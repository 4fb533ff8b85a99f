use std::fs;
use std::io;
use std::path::{Path, PathBuf};

/// Directory index served for trailing-slash requests.
pub const INDEX_FILE: &str = "index.html";

/// Outcome of a successful delivery.
#[derive(Debug, PartialEq, Eq)]
pub enum Delivery {
    File {
        bytes: Vec<u8>,
        content_type: &'static str,
    },
    /// Directory requested without its trailing slash
    Redirect(String),
}

/// Reads rewritten file paths relative to a base directory.
#[derive(Debug, Clone)]
pub struct StaticFiles {
    base_dir: PathBuf,
}

impl Default for StaticFiles {
    fn default() -> Self {
        Self::new(".")
    }
}

impl StaticFiles {
    pub fn new<P: Into<PathBuf>>(base: P) -> Self {
        Self { base_dir: base.into() }
    }

    fn map_path(&self, file_path: &str) -> PathBuf {
        if file_path.is_empty() {
            self.base_dir.clone()
        } else {
            // absolute paths (a rooted package) replace the base
            self.base_dir.join(file_path)
        }
    }

    pub fn content_type(path: &Path) -> &'static str {
        match path
            .extension()
            .and_then(|s| s.to_str())
            .unwrap_or("")
            .to_lowercase()
            .as_str()
        {
            "html" | "htm" => "text/html; charset=utf-8",
            "css" => "text/css; charset=utf-8",
            "js" | "mjs" => "application/javascript; charset=utf-8",
            "json" | "map" => "application/json; charset=utf-8",
            "txt" | "md" => "text/plain; charset=utf-8",
            "xml" => "application/xml",
            "svg" => "image/svg+xml",
            "png" => "image/png",
            "jpg" | "jpeg" => "image/jpeg",
            "gif" => "image/gif",
            "ico" => "image/x-icon",
            "webp" => "image/webp",
            "woff" => "font/woff",
            "woff2" => "font/woff2",
            "ttf" => "font/ttf",
            "wasm" => "application/wasm",
            _ => "application/octet-stream",
        }
    }

    /// Deliver `file_path`, answering directories with their index or a
    /// trailing-slash redirect based on `request_pathname`.
    pub fn deliver(&self, file_path: &str, request_pathname: &str) -> io::Result<Delivery> {
        let mut path = self.map_path(file_path);
        if path.is_dir() {
            if !request_pathname.ends_with('/') {
                return Ok(Delivery::Redirect(format!("{request_pathname}/")));
            }
            path.push(INDEX_FILE);
        }
        if !path.is_file() {
            return Err(io::Error::new(io::ErrorKind::NotFound, "file not found"));
        }
        let bytes = fs::read(&path)?;
        Ok(Delivery::File {
            bytes,
            content_type: Self::content_type(&path),
        })
    }
}
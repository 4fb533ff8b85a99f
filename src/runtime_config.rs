//! # Runtime Configuration
//!
//! Coroutine runtime settings read from the environment.
//!
//! ### `POLYSERVE_STACK_SIZE`
//!
//! Stack size for request coroutines, decimal (`32768`) or hex (`0x8000`).
//! Default: `0x8000` (32 KB). Static delivery and the proxy's blocking client
//! both run on this stack.
//!
//! ### `POLYSERVE_WORKERS`
//!
//! Number of may worker threads. Unset keeps may's default.

use std::env;

const DEFAULT_STACK_SIZE: usize = 0x8000;

/// Runtime configuration loaded from environment variables.
#[derive(Debug, Clone, Copy, PartialEq, Eq)]
pub struct RuntimeConfig {
    /// Stack size for coroutines in bytes
    pub stack_size: usize,
    /// Worker thread count, if overridden
    pub workers: Option<usize>,
}

impl RuntimeConfig {
    /// Load configuration from environment variables.
    pub fn from_env() -> Self {
        Self::from_values(
            env::var("POLYSERVE_STACK_SIZE").ok().as_deref(),
            env::var("POLYSERVE_WORKERS").ok().as_deref(),
        )
    }

    fn from_values(stack_size: Option<&str>, workers: Option<&str>) -> Self {
        let stack_size = stack_size
            .and_then(|val| match val.strip_prefix("0x") {
                Some(hex) => usize::from_str_radix(hex, 16).ok(),
                None => val.parse().ok(),
            })
            .unwrap_or(DEFAULT_STACK_SIZE);
        let workers = workers
            .and_then(|val| val.parse().ok())
            .filter(|&n: &usize| n > 0);
        RuntimeConfig {
            stack_size,
            workers,
        }
    }

    /// Apply to the global may configuration. Call before starting the server.
    pub fn apply(&self) {
        let config = may::config();
        config.set_stack_size(self.stack_size);
        if let Some(workers) = self.workers {
            config.set_workers(workers);
        }
    }
}
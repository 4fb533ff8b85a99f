//! # Package Name Resolution
//!
//! Determines the name under which a component's own files are exposed in the
//! URL namespace. Precedence:
//!
//! 1. an explicit, non-empty name
//! 2. the `name` field of `bower.json` under the package root
//! 3. the base name of the current working directory
//!
//! Resolution is total: unreadable or malformed config files are logged and
//! skipped, never reported as errors.

use serde::Deserialize;
use std::fs;
use std::path::Path;
use tracing::debug;

/// Component config file consulted for the package name.
pub const COMPONENT_CONFIG_FILE: &str = "bower.json";

#[derive(Debug, Deserialize)]
struct ComponentConfig {
    #[serde(default)]
    name: Option<String>,
}

/// Read the `name` field from the component config under `root`.
///
/// Without a root the config is looked up relative to the working directory.
pub fn config_name(root: Option<&Path>) -> Option<String> {
    let path = match root {
        Some(root) => root.join(COMPONENT_CONFIG_FILE),
        None => Path::new(COMPONENT_CONFIG_FILE).to_path_buf(),
    };
    let source = match fs::read_to_string(&path) {
        Ok(source) => source,
        Err(err) => {
            debug!(path = %path.display(), error = %err, "Component config not readable");
            return None;
        }
    };
    match serde_json::from_str::<ComponentConfig>(&source) {
        Ok(config) => config.name.filter(|name| !name.is_empty()),
        Err(err) => {
            debug!(path = %path.display(), error = %err, "Component config not parseable");
            None
        }
    }
}

/// Resolve the package name against the process working directory.
pub fn resolve_name(explicit: Option<&str>, root: Option<&Path>) -> String {
    let cwd = std::env::current_dir().ok();
    resolve_name_in(explicit, root, cwd.as_deref())
}

/// Resolve the package name with an explicit working directory.
///
/// An unknown working directory contributes an empty name.
pub fn resolve_name_in(explicit: Option<&str>, root: Option<&Path>, cwd: Option<&Path>) -> String {
    if let Some(name) = explicit.filter(|name| !name.is_empty()) {
        return name.to_string();
    }
    if let Some(name) = config_name(root) {
        return name;
    }
    cwd.and_then(|dir| dir.file_name())
        .map(|base| base.to_string_lossy().into_owned())
        .unwrap_or_default()
}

◆ ◆ ◆ ◆ ◆ ◆ ◆

→ **Exercise directions**
Look over the listing above and copy each line that contains "environment".

→ **Output below**
//! Coroutine runtime settings read from the environment.
/// Runtime configuration loaded from environment variables.
    /// Load configuration from environment variables.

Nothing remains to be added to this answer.